- _What is expected_:
Quote the listing below word for word, stopping after the line that contains "use rust_decimal::Decimal;".

- _The data_:
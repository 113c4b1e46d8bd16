//! End-to-end runs of the supervisor graph.
//!
//! Each test drives the real `ReactWorker`s and rate tools with a
//! `ScenarioModel` (or a scripted supervisor) and checks the streamed
//! events and the final conversation.

use std::collections::HashSet;
use std::sync::Arc;

use futures::StreamExt;
use ratedesk_agents::test_support::{first_rate, FixedWorker, ScenarioModel, ScriptedModel};
use ratedesk_agents::{AgentError, ChatModel, GraphEvent, SupervisorGraph, SupervisorRouter};
use ratedesk_models::message::{Conversation, Role};
use ratedesk_models::routing::{Goto, NodeId, WorkerId};
use rust_decimal::Decimal;

const REQUEST: &str = "Advise me to keep my money in saving account if the saving interest rate \
     higher than the CD interest rate. Otherwise, advise me to put my money in CD account.";

fn scenario_graph() -> (SupervisorGraph, Arc<ScenarioModel>) {
    let model = Arc::new(ScenarioModel::new());
    let graph = SupervisorGraph::with_default_workers(model.clone() as Arc<dyn ChatModel>, 25, 5);
    (graph, model)
}

async fn collect_events(graph: &SupervisorGraph, initial: Conversation) -> Vec<GraphEvent> {
    graph
        .stream(initial)
        .collect::<Vec<_>>()
        .await
        .into_iter()
        .collect::<Result<Vec<_>, _>>()
        .unwrap()
}

fn tenths(max: i64) -> HashSet<Decimal> {
    (1..=max).map(|t| Decimal::new(t, 1)).collect()
}

#[tokio::test]
async fn default_request_visits_each_worker_once_then_finishes() {
    let (graph, _) = scenario_graph();
    let events = collect_events(&graph, Conversation::from_user(REQUEST)).await;

    let nodes: Vec<_> = events.iter().map(|e| e.node).collect();
    assert_eq!(
        nodes,
        vec![
            NodeId::Supervisor,
            NodeId::Worker(WorkerId::Saving),
            NodeId::Supervisor,
            NodeId::Worker(WorkerId::Cd),
            NodeId::Supervisor,
        ]
    );
    assert_eq!(events.last().unwrap().goto, Goto::End);

    for event in &events {
        match event.node {
            NodeId::Supervisor => assert!(event.update.is_empty()),
            NodeId::Worker(_) => assert_eq!(event.goto, Goto::Node(NodeId::Supervisor)),
        }
    }
}

#[tokio::test]
async fn final_answer_recommends_an_account() {
    let (graph, _) = scenario_graph();
    let result = graph.invoke(Conversation::from_user(REQUEST)).await.unwrap();

    let last = result.last().unwrap().text().unwrap().to_string();
    assert!(
        last.contains("saving account") || last.contains("CD account"),
        "no recommendation in {last:?}"
    );

    let saving = first_rate(result.messages()[1].text().unwrap()).unwrap();
    let cd = first_rate(&last).unwrap();
    if saving > cd {
        assert!(last.contains("keep your money in the saving account"));
    } else {
        assert!(last.contains("put your money in the CD account"));
    }
}

#[tokio::test]
async fn tool_results_stay_in_range() {
    let saving_range = tenths(7);
    let cd_range = tenths(4);

    for _ in 0..20 {
        let (graph, _) = scenario_graph();
        let events = collect_events(&graph, Conversation::from_user(REQUEST)).await;

        for event in &events {
            for message in event.inner.iter().filter(|m| m.role == Role::Tool) {
                let rate: Decimal = message.text().unwrap().parse().unwrap();
                match message.author() {
                    "saving_interest_rate" => assert!(saving_range.contains(&rate)),
                    "cd_interest_rate" => assert!(cd_range.contains(&rate)),
                    other => panic!("unexpected tool {other}"),
                }
            }
        }
    }
}

#[tokio::test]
async fn worker_inner_messages_show_tool_call_then_answer() {
    let (graph, _) = scenario_graph();
    let events = collect_events(&graph, Conversation::from_user(REQUEST)).await;

    let saving = &events[1];
    assert_eq!(saving.inner.len(), 3);
    assert_eq!(saving.inner[0].tool_calls[0].name, "saving_interest_rate");
    assert_eq!(saving.inner[1].role, Role::Tool);
    assert_eq!(saving.inner[2].role, Role::Assistant);
    assert_eq!(saving.update.len(), 1);
    assert_eq!(saving.update[0].text(), saving.inner[2].text());
}

#[tokio::test]
async fn appended_messages_follow_everything_visible() {
    let (graph, model) = scenario_graph();
    let initial = Conversation::from_user(REQUEST);
    let result = graph.invoke(initial.clone()).await.unwrap();

    assert_eq!(result.messages()[0], initial.messages()[0]);
    assert_eq!(result.len(), 3);
    assert_eq!(result.messages()[1].author(), "saving-agent");
    assert_eq!(result.messages()[2].author(), "cd-agent");

    // 3 supervisor calls + 2 model turns per worker.
    assert_eq!(model.call_count(), 7);
}

#[tokio::test]
async fn supervisor_may_visit_cd_first() {
    let supervisor = Arc::new(ScriptedModel::new(&[
        r#"{"next": "cd-agent"}"#,
        r#"{"next": "saving-agent"}"#,
        r#"{"next": "FINISH"}"#,
    ]));
    let workers: Arc<dyn ChatModel> = Arc::new(ScenarioModel::new());
    let graph = SupervisorGraph::new(SupervisorRouter::new(supervisor.clone()), 25)
        .add_worker(Arc::new(ratedesk_agents::ReactWorker::with_defaults(
            WorkerId::Cd,
            Arc::clone(&workers),
            5,
        )))
        .add_worker(Arc::new(ratedesk_agents::ReactWorker::with_defaults(
            WorkerId::Saving,
            Arc::clone(&workers),
            5,
        )));

    let result = graph.invoke(Conversation::from_user(REQUEST)).await.unwrap();
    let authors: Vec<_> = result.iter().map(|m| m.author().to_string()).collect();
    assert_eq!(authors, vec!["user", "cd-agent", "saving-agent"]);

    let last = result.last().unwrap().text().unwrap();
    assert!(last.contains("saving account") || last.contains("CD account"));
    assert_eq!(supervisor.remaining(), 0);

    // The last routing call saw both handoffs.
    let calls = supervisor.calls();
    assert_eq!(calls[2].len(), 3);
}

#[tokio::test]
async fn empty_worker_output_aborts_run() {
    let supervisor = Arc::new(ScriptedModel::new(&[r#"{"next": "saving-agent"}"#]));
    let graph = SupervisorGraph::new(SupervisorRouter::new(supervisor), 25)
        .add_worker(Arc::new(FixedWorker::new(WorkerId::Saving, "   ")));

    let err = graph
        .invoke(Conversation::from_user(REQUEST))
        .await
        .unwrap_err();
    assert!(matches!(err, AgentError::EmptyWorkerOutput(agent) if agent == "saving-agent"));
}

#[tokio::test]
async fn model_failure_mid_run_surfaces_after_earlier_events() {
    // Supervisor answers once, then the script runs dry.
    let supervisor = Arc::new(ScriptedModel::new(&[r#"{"next": "cd-agent"}"#]));
    let graph = SupervisorGraph::new(SupervisorRouter::new(supervisor), 25)
        .add_worker(Arc::new(FixedWorker::new(WorkerId::Cd, "CD rate is 0.1%.")));

    let results: Vec<_> = graph
        .stream(Conversation::from_user(REQUEST))
        .collect()
        .await;

    assert_eq!(results.len(), 3);
    assert!(results[0].is_ok());
    assert!(results[1].is_ok());
    assert!(matches!(results[2], Err(AgentError::Cli(_))));
}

- _Written reply_:
repository 113c4b1e46d8bd16
//! End-to-end runs of the supervisor graph.
//!
//! Each test drives the real `ReactWorker`s and rate tools with a
//! `ScenarioModel` (or a scripted supervisor) and checks the streamed
//! events and the final conversation.

use std::collections::HashSet;
use std::sync::Arc;

use futures::StreamExt;
use ratedesk_agents::test_support::{first_rate, FixedWorker, ScenarioModel, ScriptedModel};
use ratedesk_agents::{AgentError, ChatModel, GraphEvent, SupervisorGraph, SupervisorRouter};
use ratedesk_models::message::{Conversation, Role};
use ratedesk_models::routing::{Goto, NodeId, WorkerId};
use rust_decimal::Decimal;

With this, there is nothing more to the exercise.